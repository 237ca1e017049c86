//! HTTP route handlers for the hub.

use axum::{Router, http::HeaderValue, routing::get};
use tower_http::cors::{AllowOrigin, CorsLayer};
use tower_http::trace::TraceLayer;

use medlink_common::constants::paths;

use crate::state::AppState;
use crate::transport;

mod health;
mod hospitals;

/// Create the main application router
pub fn create_router(state: AppState) -> Router {
    let cors = cors_layer(&state.config.cors_origins);

    Router::new()
        // Health & Status
        .route("/health", get(health::health_check))
        .route("/ready", get(health::ready_check))
        .route("/metrics", get(health::metrics))

        // Presence view for the surrounding system
        .route(paths::HOSPITALS, get(hospitals::list_hospitals))

        // Hub transports
        .route(paths::JSON_ENVELOPE_WS, get(transport::json_envelope_ws))
        .route(paths::EVENT_FRAME_WS, get(transport::event_frame_ws))

        .layer(TraceLayer::new_for_http())
        .layer(cors)

        // Add shared state
        .with_state(state)
}

fn cors_layer(origins: &[String]) -> CorsLayer {
    if origins.is_empty() {
        return CorsLayer::permissive();
    }

    let allowed: Vec<HeaderValue> = origins
        .iter()
        .filter_map(|origin| match HeaderValue::from_str(origin) {
            Ok(value) => Some(value),
            Err(e) => {
                tracing::warn!(origin = %origin, error = %e, "Ignoring invalid CORS origin");
                None
            }
        })
        .collect();

    CorsLayer::new()
        .allow_origin(AllowOrigin::list(allowed))
        .allow_methods(tower_http::cors::Any)
        .allow_headers(tower_http::cors::Any)
}

#[cfg(test)]
mod tests {
    use super::*;
    use crate::channel::{ChannelHandle, ConnectionId};
    use crate::config::AppConfig;
    use axum::body::{Body, to_bytes};
    use axum::http::{Request, StatusCode};
    use medlink_common::{HospitalIdentity, PresenceEntry};
    use tower::ServiceExt;

    async fn get_json(app: Router, uri: &str) -> (StatusCode, serde_json::Value) {
        let response = app
            .oneshot(Request::builder().uri(uri).body(Body::empty()).unwrap())
            .await
            .unwrap();
        let status = response.status();
        let body = to_bytes(response.into_body(), usize::MAX).await.unwrap();
        (status, serde_json::from_slice(&body).unwrap())
    }

    #[tokio::test]
    async fn test_health() {
        let app = create_router(AppState::new(AppConfig::default()));
        let (status, body) = get_json(app, "/health").await;
        assert_eq!(status, StatusCode::OK);
        assert_eq!(body["status"], "ok");
    }

    #[tokio::test]
    async fn test_hospitals_lists_presence() {
        let state = AppState::new(AppConfig::default());
        let (a, _rx_a) = ChannelHandle::open(ConnectionId::new(1), 4);
        let (b, _rx_b) = ChannelHandle::open(ConnectionId::new(2), 4);
        let registry = state.hub.registry();
        registry
            .register(HospitalIdentity::new("h1", "A").with_location(18.52, 73.85), a)
            .await;
        registry.register(HospitalIdentity::new("h2", "B"), b).await;
        registry.set_paired("h1", "h2").await;

        let (status, body) = get_json(create_router(state), paths::HOSPITALS).await;
        assert_eq!(status, StatusCode::OK);

        let entries: Vec<PresenceEntry> = serde_json::from_value(body).unwrap();
        assert_eq!(entries.len(), 2);
        assert!(entries.iter().all(|e| e.paired));
        assert_eq!(entries[0].location.map(|l| l.lat), Some(18.52));
    }

    #[tokio::test]
    async fn test_ready_and_metrics() {
        let state = AppState::new(AppConfig::default());
        let (status, body) = get_json(create_router(state.clone()), "/ready").await;
        assert_eq!(status, StatusCode::OK);
        assert_eq!(body["sessions"], 0);

        let (status, body) = get_json(create_router(state.clone()), "/metrics").await;
        assert_eq!(status, StatusCode::OK);
        assert_eq!(body["node_id"], state.node_id.as_str());
        assert_eq!(body["counters"]["frames_received"], 0);
    }

    #[test]
    fn test_cors_ignores_bad_origins() {
        // Must not panic on an unparsable origin
        let _layer = cors_layer(&["https://ops.example.org".to_string(), "bad\norigin".to_string()]);
    }
}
....
_Problem requirements:_
Line by line, set the records above down again exactly.

_Answer to the problem:_
repository 237ca1e017049c86
//! HTTP route handlers for the hub.

use axum::{Router, http::HeaderValue, routing::get};
use tower_http::cors::{AllowOrigin, CorsLayer};
use tower_http::trace::TraceLayer;

use medlink_common::constants::paths;

use crate::state::AppState;
use crate::transport;

mod health;
mod hospitals;

/// Create the main application router
pub fn create_router(state: AppState) -> Router {
    let cors = cors_layer(&state.config.cors_origins);

    Router::new()
        // Health & Status
        .route("/health", get(health::health_check))
        .route("/ready", get(health::ready_check))
        .route("/metrics", get(health::metrics))

        // Presence view for the surrounding system
        .route(paths::HOSPITALS, get(hospitals::list_hospitals))

        // Hub transports
        .route(paths::JSON_ENVELOPE_WS, get(transport::json_envelope_ws))
        .route(paths::EVENT_FRAME_WS, get(transport::event_frame_ws))

        .layer(TraceLayer::new_for_http())
        .layer(cors)

        // Add shared state
        .with_state(state)
}

fn cors_layer(origins: &[String]) -> CorsLayer {
    if origins.is_empty() {
        return CorsLayer::permissive();
    }

    let allowed: Vec<HeaderValue> = origins
        .iter()
        .filter_map(|origin| match HeaderValue::from_str(origin) {
            Ok(value) => Some(value),
            Err(e) => {
                tracing::warn!(origin = %origin, error = %e, "Ignoring invalid CORS origin");
                None
            }
        })
        .collect();

    CorsLayer::new()
        .allow_origin(AllowOrigin::list(allowed))
        .allow_methods(tower_http::cors::Any)
        .allow_headers(tower_http::cors::Any)
}

#[cfg(test)]
mod tests {
    use super::*;
    use crate::channel::{ChannelHandle, ConnectionId};
    use crate::config::AppConfig;
    use axum::body::{Body, to_bytes};
    use axum::http::{Request, StatusCode};
    use medlink_common::{HospitalIdentity, PresenceEntry};
    use tower::ServiceExt;

    async fn get_json(app: Router, uri: &str) -> (StatusCode, serde_json::Value) {
        let response = app
            .oneshot(Request::builder().uri(uri).body(Body::empty()).unwrap())
            .await
            .unwrap();
        let status = response.status();
        let body = to_bytes(response.into_body(), usize::MAX).await.unwrap();
        (status, serde_json::from_slice(&body).unwrap())
    }

    #[tokio::test]
    async fn test_health() {
        let app = create_router(AppState::new(AppConfig::default()));
        let (status, body) = get_json(app, "/health").await;
        assert_eq!(status, StatusCode::OK);
        assert_eq!(body["status"], "ok");
    }

    #[tokio::test]
    async fn test_hospitals_lists_presence() {
        let state = AppState::new(AppConfig::default());
        let (a, _rx_a) = ChannelHandle::open(ConnectionId::new(1), 4);
        let (b, _rx_b) = ChannelHandle::open(ConnectionId::new(2), 4);
        let registry = state.hub.registry();
        registry
            .register(HospitalIdentity::new("h1", "A").with_location(18.52, 73.85), a)
            .await;
        registry.register(HospitalIdentity::new("h2", "B"), b).await;
        registry.set_paired("h1", "h2").await;

        let (status, body) = get_json(create_router(state), paths::HOSPITALS).await;
        assert_eq!(status, StatusCode::OK);

        let entries: Vec<PresenceEntry> = serde_json::from_value(body).unwrap();
        assert_eq!(entries.len(), 2);
        assert!(entries.iter().all(|e| e.paired));
        assert_eq!(entries[0].location.map(|l| l.lat), Some(18.52));
    }

    #[tokio::test]
    async fn test_ready_and_metrics() {
        let state = AppState::new(AppConfig::default());
        let (status, body) = get_json(create_router(state.clone()), "/ready").await;
        assert_eq!(status, StatusCode::OK);
        assert_eq!(body["sessions"], 0);

        let (status, body) = get_json(create_router(state.clone()), "/metrics").await;
        assert_eq!(status, StatusCode::OK);
        assert_eq!(body["node_id"], state.node_id.as_str());
        assert_eq!(body["counters"]["frames_received"], 0);
    }

    #[test]
    fn test_cors_ignores_bad_origins() {
        // Must not panic on an unparsable origin
        let _layer = cors_layer(&["https://ops.example.org".to_string(), "bad\norigin".to_string()]);
    }
}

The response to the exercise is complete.